____ Data to use

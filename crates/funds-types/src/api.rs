use chrono::{DateTime, Utc};
use rust_decimal::Decimal;
use serde::{Deserialize, Serialize};
use uuid::Uuid;

use crate::models::{Role, User};

// -- JWT Claims --

/// JWT claims issued at login and checked by the auth middleware.
#[derive(Debug, Clone, Serialize, Deserialize)]
pub struct Claims {
    pub sub: Uuid,
    pub username: String,
    pub role: Role,
    pub exp: usize,
}

// -- Auth --

#[derive(Debug, Deserialize)]
#[serde(deny_unknown_fields)]
pub struct LoginRequest {
    pub username: String,
    pub password: String,
}

#[derive(Debug, Serialize, Deserialize)]
pub struct LoginResponse {
    pub access_token: String,
    pub token_type: String,
    pub user: User,
}

// -- Admin --

#[derive(Debug, Deserialize)]
#[serde(deny_unknown_fields)]
pub struct CreateUserRequest {
    pub username: String,
    pub email: String,
    pub password: String,
    #[serde(default)]
    pub role: Role,
}

#[derive(Debug, Serialize, Deserialize)]
pub struct ApproveResponse {
    pub message: String,
    pub maturity_date: DateTime<Utc>,
}

// -- Deposits --

#[derive(Debug, Deserialize)]
#[serde(deny_unknown_fields)]
pub struct SubmitDepositRequest {
    pub amount: Decimal,
    pub proof_url: String,
}

#[derive(Debug, Deserialize)]
#[serde(deny_unknown_fields)]
pub struct WithdrawRequest {
    /// "interest" or "full". Kept as a string so unknown values surface as a
    /// structured error rather than a body rejection.
    pub withdraw_type: String,
}

#[derive(Debug, Serialize, Deserialize)]
pub struct WithdrawResponse {
    pub message: String,
    pub amount: Decimal,
    #[serde(rename = "type")]
    pub kind: String,
    pub description: String,
}

// -- Generic --

#[derive(Debug, Serialize, Deserialize)]
pub struct MessageResponse {
    pub message: String,
}

impl MessageResponse {
    pub fn new(message: impl Into<String>) -> Self {
        Self { message: message.into() }
    }
}

/// Body of every non-2xx response produced from a domain error.
#[derive(Debug, Serialize, Deserialize)]
pub struct ErrorResponse {
    pub detail: String,
    pub kind: String,
    #[serde(skip_serializing_if = "Option::is_none")]
    pub days_left: Option<i64>,
}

________

# What to work on
Write out every entry once more, precisely as it stands.

# Worked solution
filename crates/funds-types/src/api.rs
use chrono::{DateTime, Utc};
use rust_decimal::Decimal;
use serde::{Deserialize, Serialize};
use uuid::Uuid;

use crate::models::{Role, User};

// -- JWT Claims --

/// JWT claims issued at login and checked by the auth middleware.
#[derive(Debug, Clone, Serialize, Deserialize)]
pub struct Claims {
    pub sub: Uuid,
    pub username: String,
    pub role: Role,
    pub exp: usize,
}

// -- Auth --

#[derive(Debug, Deserialize)]
#[serde(deny_unknown_fields)]
pub struct LoginRequest {
    pub username: String,
    pub password: String,
}

#[derive(Debug, Serialize, Deserialize)]
pub struct LoginResponse {
    pub access_token: String,
    pub token_type: String,
    pub user: User,
}

// -- Admin --

#[derive(Debug, Deserialize)]
#[serde(deny_unknown_fields)]
pub struct CreateUserRequest {
    pub username: String,
    pub email: String,
    pub password: String,
    #[serde(default)]
    pub role: Role,
}

#[derive(Debug, Serialize, Deserialize)]
pub struct ApproveResponse {
    pub message: String,
    pub maturity_date: DateTime<Utc>,
}

// -- Deposits --

#[derive(Debug, Deserialize)]
#[serde(deny_unknown_fields)]
pub struct SubmitDepositRequest {
    pub amount: Decimal,
    pub proof_url: String,
}

#[derive(Debug, Deserialize)]
#[serde(deny_unknown_fields)]
pub struct WithdrawRequest {
    /// "interest" or "full". Kept as a string so unknown values surface as a
    /// structured error rather than a body rejection.
    pub withdraw_type: String,
}

#[derive(Debug, Serialize, Deserialize)]
pub struct WithdrawResponse {
    pub message: String,
    pub amount: Decimal,
    #[serde(rename = "type")]
    pub kind: String,
    pub description: String,
}

// -- Generic --

#[derive(Debug, Serialize, Deserialize)]
pub struct MessageResponse {
    pub message: String,
}

impl MessageResponse {
    pub fn new(message: impl Into<String>) -> Self {
        Self { message: message.into() }
    }
}

/// Body of every non-2xx response produced from a domain error.
#[derive(Debug, Serialize, Deserialize)]
pub struct ErrorResponse {
    pub detail: String,
    pub kind: String,
    #[serde(skip_serializing_if = "Option::is_none")]
    pub days_left: Option<i64>,
}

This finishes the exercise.